Évoquant les apéros estivaux et les salades colorées, les olives sont-elles vraiment bénéfiques pour la santé ?
Depuis l'Antiquité, les olives font l'unanimité grâce à leur goût et leurs propriétés nutritionnelles. Reconnues comme des stars du régime méditerranéen, ces fruits gras offrent une variété infinie, allant des classiques aux plus originales, comme celles farcies au fromage.
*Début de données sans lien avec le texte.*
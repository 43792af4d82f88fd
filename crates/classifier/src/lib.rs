pub mod backend;
pub mod config;
pub mod error;
pub mod labels;
pub mod postprocessing;
pub mod service;

// Re-export commonly used types for convenience
pub use backend::{InferenceBackend, InferenceOutput};
pub use config::{ClassifierConfig, ExecutionProvider};
pub use error::ClassifyError;
pub use labels::LabelSet;
pub use postprocessing::{OutputFormat, Prediction, ScoreActivation};
pub use service::Classifier;
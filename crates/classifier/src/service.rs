use crate::{
    backend::{InferenceBackend, InferenceOutput},
    config::ClassifierConfig,
    error::ClassifyError,
    labels::LabelSet,
    postprocessing::{OutputFormat, PostProcessor, Prediction, class_scores},
};
use image::DynamicImage;
use ndarray::{Array, IxDyn};
use opentelemetry::{
    KeyValue, global,
    metrics::{Counter, Histogram, Meter},
};
use preprocess::{CpuPreProcessor, Preprocess, decode_image};
use std::{
    sync::{Arc, Mutex},
    time::{Duration, Instant},
};

struct Metrics {
    duration: Histogram<f64>,
    requests: Counter<u64>,
    failures: Counter<u64>,
}

fn init_metrics(meter: &Meter) -> Metrics {
    let latency_buckets = [
        0.005, 0.01, 0.025, 0.05, 0.075, 0.1, 0.15, 0.2, 0.3, 0.5, 0.75, 1.0, 2.0, 5.0,
    ];
    let duration = meter
        .f64_histogram("classification_duration_seconds")
        .with_description("Time to classify one image (decode + preprocess + infer + decode)")
        .with_unit("s")
        .with_boundaries(latency_buckets.to_vec())
        .build();
    let requests = meter
        .u64_counter("classification_requests_total")
        .with_description("Total classification requests")
        .build();
    let failures = meter
        .u64_counter("classification_failures_total")
        .with_description("Classification requests that failed, by error kind")
        .build();

    Metrics {
        duration,
        requests,
        failures,
    }
}

/// Point after which nobody is waiting for a request's result any more.
#[derive(Debug, Clone, Copy)]
struct Deadline {
    at: Instant,
    timeout: Duration,
}

impl Deadline {
    fn after(timeout: Duration) -> Option<Self> {
        Instant::now()
            .checked_add(timeout)
            .map(|at| Self { at, timeout })
    }

    fn check(deadline: Option<Self>) -> Result<(), ClassifyError> {
        match deadline {
            Some(d) if Instant::now() >= d.at => Err(ClassifyError::Timeout(d.timeout)),
            _ => Ok(()),
        }
    }
}

/// Immutable handle over a loaded model and its label set.
///
/// Share it through an `Arc`; forward passes are serialized on an internal
/// lock while decoding, preprocessing and label lookup run concurrently.
pub struct Classifier<B: InferenceBackend> {
    backend: Mutex<B>,
    labels: LabelSet,
    preprocessor: CpuPreProcessor,
    postprocessor: PostProcessor,
    output_format: OutputFormat,
    metrics: Metrics,
}

impl<B: InferenceBackend> Classifier<B> {
    /// Load the model and label files named by `config`.
    pub fn load(config: &ClassifierConfig) -> Result<Self, ClassifyError> {
        tracing::info!(
            model_path = %config.model_path.display(),
            provider = %config.execution_provider,
            "Loading model"
        );
        let backend = B::load_model(&config.model_path, config.execution_provider).map_err(|e| {
            ClassifyError::Startup(format!(
                "failed to load model {}: {:#}",
                config.model_path.display(),
                e
            ))
        })?;

        let labels = LabelSet::load(&config.labels_path)?;

        Self::new(backend, labels, config)
    }

    /// Bind a loaded backend to its labels and preprocessing.
    ///
    /// Runs one warm-up forward pass on an all-zero input so a wrong input
    /// resolution or a label file that does not match the output layer is
    /// caught here rather than on the first request.
    pub fn new(
        mut backend: B,
        labels: LabelSet,
        config: &ClassifierConfig,
    ) -> Result<Self, ClassifyError> {
        let preprocessor = CpuPreProcessor::new(config.preprocess);

        let warmup = Array::<f32, IxDyn>::zeros(IxDyn(&preprocessor.input_shape()));
        let output = backend.infer(&warmup).map_err(|e| {
            ClassifyError::Startup(format!(
                "warm-up forward pass with input shape {:?} failed: {:#}",
                preprocessor.input_shape(),
                e
            ))
        })?;
        let outputs = class_scores(&output)
            .map_err(|e| ClassifyError::Startup(format!("unusable model output: {}", e)))?
            .len();

        if outputs != labels.len() {
            return Err(ClassifyError::Configuration {
                labels: labels.len(),
                outputs,
            });
        }

        tracing::info!(
            classes = outputs,
            input_shape = ?preprocessor.input_shape(),
            normalization = %config.preprocess.normalization,
            "Classifier ready"
        );

        Ok(Self {
            backend: Mutex::new(backend),
            labels,
            preprocessor,
            postprocessor: PostProcessor::new(config.activation),
            output_format: config.output_format,
            metrics: init_metrics(&global::meter("classifier")),
        })
    }

    pub fn labels(&self) -> &LabelSet {
        &self.labels
    }

    pub fn output_format(&self) -> OutputFormat {
        self.output_format
    }

    /// Classify an encoded image (PNG, JPEG, ...).
    #[tracing::instrument(skip_all, fields(bytes = bytes.len()))]
    pub fn classify(&self, bytes: &[u8]) -> Result<Prediction, ClassifyError> {
        let start = Instant::now();
        let result = self.run(bytes, None);
        self.record(start, &result);
        result
    }

    /// Classify an already decoded image.
    #[tracing::instrument(skip_all, fields(width = image.width(), height = image.height()))]
    pub fn classify_image(&self, image: &DynamicImage) -> Result<Prediction, ClassifyError> {
        let start = Instant::now();
        let result = self.predict(image, None);
        self.record(start, &result);
        result
    }

    /// Classify and render the result for display.
    pub fn classify_text(&self, bytes: &[u8]) -> Result<String, ClassifyError> {
        self.classify(bytes)
            .map(|prediction| prediction.format(self.output_format))
    }

    fn run(&self, bytes: &[u8], deadline: Option<Deadline>) -> Result<Prediction, ClassifyError> {
        decode_image(bytes)
            .map_err(|e| ClassifyError::InvalidInput(format!("{:#}", e)))
            .and_then(|image| self.predict(&image, deadline))
    }

    fn predict(
        &self,
        image: &DynamicImage,
        deadline: Option<Deadline>,
    ) -> Result<Prediction, ClassifyError> {
        let input = self
            .preprocessor
            .preprocess_image(image)
            .map_err(|e| ClassifyError::InvalidInput(format!("{:#}", e)))?;
        Deadline::check(deadline)?;

        let output = self.forward(&input, deadline)?;
        let prediction = self.postprocessor.decode(&output, &self.labels)?;

        tracing::debug!(
            label = %prediction.label,
            confidence = prediction.confidence,
            "Image classified"
        );

        Ok(prediction)
    }

    fn forward(
        &self,
        input: &Array<f32, IxDyn>,
        deadline: Option<Deadline>,
    ) -> Result<InferenceOutput, ClassifyError> {
        let _infer_span = tracing::info_span!("model_inference").entered();

        let mut backend = self.backend.lock().map_err(|_| {
            ClassifyError::Inference("model backend poisoned by an earlier panic".to_string())
        })?;
        // The wait for the lock can outlast the caller
        Deadline::check(deadline)?;

        backend
            .infer(input)
            .map_err(|e| ClassifyError::Inference(format!("{:#}", e)))
    }

    fn record(&self, start: Instant, result: &Result<Prediction, ClassifyError>) {
        self.metrics.requests.add(1, &[]);
        match result {
            Ok(_) => self
                .metrics
                .duration
                .record(start.elapsed().as_secs_f64(), &[]),
            Err(e) => {
                tracing::warn!(error = %e, kind = e.kind(), "Classification failed");
                self.metrics
                    .failures
                    .add(1, &[KeyValue::new("kind", e.kind())]);
            }
        }
    }
}

impl<B: InferenceBackend + Send + 'static> Classifier<B> {
    /// Run [`Classifier::classify`] on the blocking pool, bounded by `timeout`.
    ///
    /// Once the deadline has passed the request stops before its forward
    /// pass. A forward pass already running when it expires finishes in the
    /// background and its result is dropped. Each call is recorded once.
    #[tracing::instrument(skip_all, fields(bytes = bytes.len()))]
    pub async fn classify_with_timeout(
        self: &Arc<Self>,
        bytes: Vec<u8>,
        timeout: Duration,
    ) -> Result<Prediction, ClassifyError> {
        let start = Instant::now();
        let deadline = Deadline::after(timeout);
        let classifier = Arc::clone(self);
        let task = tokio::task::spawn_blocking(move || classifier.run(&bytes, deadline));

        let result = match tokio::time::timeout(timeout, task).await {
            Ok(Ok(result)) => result,
            Ok(Err(e)) => Err(ClassifyError::Inference(format!(
                "classification task failed: {}",
                e
            ))),
            Err(_) => Err(ClassifyError::Timeout(timeout)),
        };

        self.record(start, &result);
        result
    }
}

#[cfg(test)]
mod tests {
    use super::*;
    use crate::{ExecutionProvider, postprocessing::OutputFormat};
    use image::{ImageFormat, Rgb, RgbImage};
    use opentelemetry::metrics::MeterProvider as _;
    use opentelemetry_sdk::metrics::{
        InMemoryMetricExporter, PeriodicReader, SdkMeterProvider,
        data::{AggregatedMetrics, MetricData, ResourceMetrics},
    };
    use std::{io::Cursor, path::Path};

    /// Stalls on any non-zero input, answers the startup pass immediately.
    struct StallingModel;

    impl InferenceBackend for StallingModel {
        fn load_model(_path: &Path, _provider: ExecutionProvider) -> anyhow::Result<Self> {
            Ok(Self)
        }

        fn infer(&mut self, input: &Array<f32, IxDyn>) -> anyhow::Result<InferenceOutput> {
            if input.iter().any(|&v| v != 0.0) {
                std::thread::sleep(Duration::from_millis(300));
            }
            Ok(InferenceOutput {
                scores: Array::from_elem(IxDyn(&[1, 2]), 0.5),
            })
        }
    }

    fn png() -> Vec<u8> {
        let mut buf = Cursor::new(Vec::new());
        RgbImage::from_pixel(4, 4, Rgb([80, 80, 80]))
            .write_to(&mut buf, ImageFormat::Png)
            .unwrap();
        buf.into_inner()
    }

    fn counter_total(metrics: &[ResourceMetrics], name: &str) -> u64 {
        metrics
            .last()
            .into_iter()
            .flat_map(|rm| rm.scope_metrics())
            .flat_map(|sm| sm.metrics())
            .filter(|m| m.name() == name)
            .map(|m| match m.data() {
                AggregatedMetrics::U64(MetricData::Sum(sum)) => {
                    sum.data_points().map(|dp| dp.value()).sum()
                }
                _ => 0,
            })
            .sum()
    }

    fn histogram_count(metrics: &[ResourceMetrics], name: &str) -> u64 {
        metrics
            .last()
            .into_iter()
            .flat_map(|rm| rm.scope_metrics())
            .flat_map(|sm| sm.metrics())
            .filter(|m| m.name() == name)
            .map(|m| match m.data() {
                AggregatedMetrics::F64(MetricData::Histogram(histogram)) => {
                    histogram.data_points().map(|dp| dp.count()).sum()
                }
                _ => 0,
            })
            .sum()
    }

    #[tokio::test]
    async fn timed_out_request_is_recorded_once() {
        let exporter = InMemoryMetricExporter::default();
        let provider = SdkMeterProvider::builder()
            .with_reader(PeriodicReader::builder(exporter.clone()).build())
            .build();

        let labels = LabelSet::new(vec!["a".to_string(), "b".to_string()]).unwrap();
        let config = ClassifierConfig {
            output_format: OutputFormat::Label,
            ..ClassifierConfig::default()
        };
        let mut classifier = Classifier::new(StallingModel, labels, &config).unwrap();
        classifier.metrics = init_metrics(&provider.meter("classifier-test"));
        let classifier = Arc::new(classifier);

        let err = classifier
            .classify_with_timeout(png(), Duration::from_millis(50))
            .await
            .unwrap_err();
        assert!(matches!(err, ClassifyError::Timeout(_)), "got {:?}", err);

        // Let the abandoned forward pass run to completion
        tokio::time::sleep(Duration::from_millis(600)).await;

        provider.force_flush().unwrap();
        let metrics = exporter.get_finished_metrics().unwrap();

        assert_eq!(counter_total(&metrics, "classification_requests_total"), 1);
        assert_eq!(counter_total(&metrics, "classification_failures_total"), 1);
        assert_eq!(histogram_count(&metrics, "classification_duration_seconds"), 0);
    }

    #[test]
    fn expired_deadline_is_a_timeout() {
        let deadline = Deadline::after(Duration::ZERO);

        assert!(matches!(
            Deadline::check(deadline),
            Err(ClassifyError::Timeout(t)) if t == Duration::ZERO
        ));
        assert!(Deadline::check(Deadline::after(Duration::from_secs(60))).is_ok());
        assert!(Deadline::check(None).is_ok());
    }
}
Mais attention, leur consommation excessive n'est pas sans danger.
Considérées comme saines, les olives se distinguent par leur forte teneur en graisses monoinsaturées, notamment en oméga-9, représentant près de 74 % de leurs lipides. « Ce type de graisse est reconnu pour ses effets positifs sur la santé cardiovasculaire», explique la nutritionniste Federica Amati, citée par des chercheurs britanniques. Une étude dans Nutrients a révélé qu'elles contribuent à réduire l'inflammation et le stress oxydatif.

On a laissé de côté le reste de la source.